The next week, I might say, "I can summarize this course in two words: expand and contract!"
Later, in that same class period, I might say, "Content and Form!"
And so on.
My goal is to one day be able to walk into the first day of class, say only two words, and walk away, never to be seen again. Then I'll check back with them 25 years later and see if they got it.
Lately, I've been saying these two words: Attention and Memory.
They're not sufficient, but good writing must utilize them. That is, good writing will command your attention and impress its important points into your memory. It's not good writing unless you can remember something important about it several years later.
John Medina, author of Brain Rules, writes about the use of "hooks" in lectures and writing. The term "hooks" is common in the world of pop music. It's the idea that a catchy melody or phrase will stick in your mind like a fish hook, causing you to hum it in the elevator. It won't leave your head. It's sticky. It's the McDonald's theme song that forces you to unconsciously pull up to the drive through when you're not really hungry.
Writers can, however, use them for less nefarious purposes. They can pull you in for an important idea, not just a lard burger. And then, after you've read their work, you somehow remember it for ever.
This is, I think, accomplished most effectively through image, anecdote, and story. The kind of ditty that carries the important idea inside of it like a piggy bank carries pennies. You pick it up and shake it, and out come the goods.
Would we still read William James today if he had called his theory of consciousness "The perception of metaphysical coherence in transitory neural processes" instead of The Stream of Consciousness?

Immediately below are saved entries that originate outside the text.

//! XML rendering of token sequences and parse trees
//!
//! The output follows the dialect the Jack grading tools compare against:
//!
//! ```text
//! <class>
//!   <keyword> class </keyword>
//!   <identifier> Main </identifier>
//!   <symbol> { </symbol>
//!   <symbol> } </symbol>
//! </class>
//! ```
//!
//! Each token is one element on its own line with its text padded by single
//! spaces. Only `<`, `>` and `&` are escaped. Indentation is cosmetic; the
//! graders compare ignoring whitespace.

use crate::parser::lexer::Token;
use crate::parser::tree::ParseNode;
use std::borrow::Cow;

/// Default number of spaces per nesting level.
pub const DEFAULT_INDENT: usize = 2;

/// Escape the three characters that are significant inside XML text.
pub fn escape(text: &str) -> Cow<'_, str> {
    if !text.contains(['<', '>', '&']) {
        return Cow::Borrowed(text);
    }

    let mut escaped = String::with_capacity(text.len() + 8);
    for ch in text.chars() {
        match ch {
            '<' => escaped.push_str("&lt;"),
            '>' => escaped.push_str("&gt;"),
            '&' => escaped.push_str("&amp;"),
            _ => escaped.push(ch),
        }
    }
    Cow::Owned(escaped)
}

/// Render a single token, e.g. `<symbol> &lt; </symbol>`.
pub fn token_element(token: &Token) -> String {
    let tag = token.kind.tag();
    format!("<{tag}> {} </{tag}>", escape(&token.text))
}

/// `<tokens>` document with one element per token, in source order.
///
/// The tokens document is always flat; only the tree document is indented.
pub fn tokens_document(tokens: &[Token]) -> String {
    let mut out = String::from("<tokens>\n");
    for token in tokens {
        out.push_str(&token_element(token));
        out.push('\n');
    }
    out.push_str("</tokens>\n");
    out
}

/// Renders parse trees with a fixed indentation width.
#[derive(Debug, Clone, Copy)]
pub struct XmlWriter {
    indent: usize,
}

impl Default for XmlWriter {
    fn default() -> Self {
        Self::new(DEFAULT_INDENT)
    }
}

impl XmlWriter {
    pub fn new(indent: usize) -> Self {
        Self { indent }
    }

    /// Nested document for a parse tree rooted at `root`.
    pub fn tree_document(&self, root: &ParseNode) -> String {
        let mut out = String::new();
        self.write_node(&mut out, root, 0);
        out
    }

    fn write_node(&self, out: &mut String, node: &ParseNode, depth: usize) {
        let pad = " ".repeat(depth * self.indent);
        match node {
            ParseNode::Leaf(token) => {
                out.push_str(&pad);
                out.push_str(&token_element(token));
                out.push('\n');
            }
            ParseNode::Branch { tag, children } => {
                out.push_str(&format!("{pad}<{tag}>\n"));
                for child in children {
                    self.write_node(out, child, depth + 1);
                }
                out.push_str(&format!("{pad}</{tag}>\n"));
            }
        }
    }
}

/// [`XmlWriter::tree_document`] with the default indentation.
pub fn tree_document(root: &ParseNode) -> String {
    XmlWriter::default().tree_document(root)
}

#[cfg(test)]
mod tests {
    use super::*;
    use crate::parser::lexer::TokenKind;
    use crate::parser::tree::{BranchBuilder, SourceLocation};
    use pretty_assertions::assert_eq;

    fn token(kind: TokenKind, text: &str) -> Token {
        Token::new(kind, text, SourceLocation::default())
    }

    fn unescape(text: &str) -> String {
        text.replace("&lt;", "<")
            .replace("&gt;", ">")
            .replace("&amp;", "&")
    }

    #[test]
    fn test_escape_only_markup_characters() {
        assert!(matches!(escape("plain \"quoted\""), Cow::Borrowed(_)));
        assert_eq!(escape("a < b"), "a &lt; b");
        assert_eq!(escape(">"), "&gt;");
        assert_eq!(escape("&"), "&amp;");
        assert_eq!(escape("'\""), "'\"");
    }

    #[test]
    fn test_escape_reverses_exactly() {
        for text in ["<", ">", "&", "<&>", "&&<<>>", "x<y&z>w", "&lt;"] {
            assert_eq!(unescape(&escape(text)), text);
        }
    }

    #[test]
    fn test_token_elements() {
        assert_eq!(
            token_element(&token(TokenKind::Keyword, "class")),
            "<keyword> class </keyword>"
        );
        assert_eq!(
            token_element(&token(TokenKind::Symbol, "<")),
            "<symbol> &lt; </symbol>"
        );
        assert_eq!(
            token_element(&token(TokenKind::IntConst, "42")),
            "<integerConstant> 42 </integerConstant>"
        );
        assert_eq!(
            token_element(&token(TokenKind::StringConst, "a & b")),
            "<stringConstant> a &amp; b </stringConstant>"
        );
        assert_eq!(
            token_element(&token(TokenKind::Identifier, "_x1")),
            "<identifier> _x1 </identifier>"
        );
    }

    #[test]
    fn test_tokens_document() {
        let tokens = vec![
            token(TokenKind::Keyword, "do"),
            token(TokenKind::Symbol, "&"),
        ];
        assert_eq!(
            tokens_document(&tokens),
            "<tokens>\n<keyword> do </keyword>\n<symbol> &amp; </symbol>\n</tokens>\n"
        );
        assert_eq!(tokens_document(&[]), "<tokens>\n</tokens>\n");
    }

    #[test]
    fn test_tree_document_indents_by_depth() {
        let mut term = BranchBuilder::new("term");
        term.push_token(token(TokenKind::Identifier, "x"));
        let mut expr = BranchBuilder::new("expression");
        expr.push_opt(term.finish());
        let root = expr.finish().unwrap();

        assert_eq!(
            tree_document(&root),
            "<expression>\n  <term>\n    <identifier> x </identifier>\n  </term>\n</expression>\n"
        );
        assert_eq!(
            XmlWriter::new(0).tree_document(&root),
            "<expression>\n<term>\n<identifier> x </identifier>\n</term>\n</expression>\n"
        );
    }
}
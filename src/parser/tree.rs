// Parse tree definitions for the Jack syntax analyzer

use crate::parser::lexer::Token;
use std::fmt;

/// Source location information for error reporting
#[derive(Debug, Clone, Copy, PartialEq, Eq, Default)]
pub struct SourceLocation {
    /// Character offset from the start of the source, 0-based
    pub offset: usize,
    pub line: usize,
    pub column: usize,
}

impl SourceLocation {
    pub fn new(offset: usize, line: usize, column: usize) -> Self {
        Self {
            offset,
            line,
            column,
        }
    }
}

impl fmt::Display for SourceLocation {
    fn fmt(&self, f: &mut fmt::Formatter<'_>) -> fmt::Result {
        write!(f, "line {}, column {}", self.line, self.column)
    }
}

/// A node of the concrete parse tree.
///
/// Every token consumed by the parser ends up in exactly one `Leaf`; every
/// grammar nonterminal becomes a `Branch` named after the rule, with its
/// children in the order the rule lists them.
#[derive(Debug, Clone, PartialEq, Eq)]
pub enum ParseNode {
    Leaf(Token),
    Branch {
        tag: &'static str,
        children: Vec<ParseNode>,
    },
}

impl ParseNode {
    /// Branch name, or the token's element name for a leaf.
    pub fn tag(&self) -> &'static str {
        match self {
            ParseNode::Leaf(token) => token.kind.tag(),
            ParseNode::Branch { tag, .. } => *tag,
        }
    }

    pub fn children(&self) -> &[ParseNode] {
        match self {
            ParseNode::Leaf(_) => &[],
            ParseNode::Branch { children, .. } => children,
        }
    }

    pub fn as_token(&self) -> Option<&Token> {
        match self {
            ParseNode::Leaf(token) => Some(token),
            ParseNode::Branch { .. } => None,
        }
    }

    /// All leaf tokens in document order.
    pub fn leaves(&self) -> Vec<&Token> {
        let mut out = Vec::new();
        self.collect_leaves(&mut out);
        out
    }

    fn collect_leaves<'a>(&'a self, out: &mut Vec<&'a Token>) {
        match self {
            ParseNode::Leaf(token) => out.push(token),
            ParseNode::Branch { children, .. } => {
                for child in children {
                    child.collect_leaves(out);
                }
            }
        }
    }

    /// First direct child branch with the given tag.
    pub fn find(&self, tag: &str) -> Option<&ParseNode> {
        self.children().iter().find(|child| {
            matches!(child, ParseNode::Branch { tag: t, .. } if *t == tag)
        })
    }
}

/// Collects the children of a branch before the branch itself exists.
///
/// `finish` only yields a node once at least one child was pushed, which keeps
/// optional clauses that matched nothing out of the tree.
#[derive(Debug)]
pub struct BranchBuilder {
    tag: &'static str,
    children: Vec<ParseNode>,
}

impl BranchBuilder {
    pub fn new(tag: &'static str) -> Self {
        Self {
            tag,
            children: Vec::new(),
        }
    }

    pub fn push(&mut self, node: ParseNode) {
        self.children.push(node);
    }

    pub fn push_token(&mut self, token: Token) {
        self.children.push(ParseNode::Leaf(token));
    }

    /// Push a child that may have been suppressed.
    pub fn push_opt(&mut self, node: Option<ParseNode>) {
        if let Some(node) = node {
            self.children.push(node);
        }
    }

    pub fn is_empty(&self) -> bool {
        self.children.is_empty()
    }

    pub fn finish(self) -> Option<ParseNode> {
        if self.children.is_empty() {
            return None;
        }
        Some(ParseNode::Branch {
            tag: self.tag,
            children: self.children,
        })
    }
}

Would anybody remember anything from Plato's Republic without the Allegory of the Cave and the Parable of the Coins, not to mention his depiction of the tower of philosopher-kings?
What if Jesus had said, "The transcendent deity's conception of justice will grow from an infinitesimal inkling into an expansive network of highly-visible, earthly manifestations," instead of "The Kingdom of God is like a mustard seed."
Those are all hooks. They command your attention by appealing to imagery and stories, and they stick in your brain. Later, when you retrieve these simple images and shake them a bit, the ideas fall out.
Images and stories are highly effective and efficient storage devices for meaning. Facts and figures and long passages come in and go out. People forget 90% of what they hear (see Brain Rules). Only images and stories have a good chance to survive.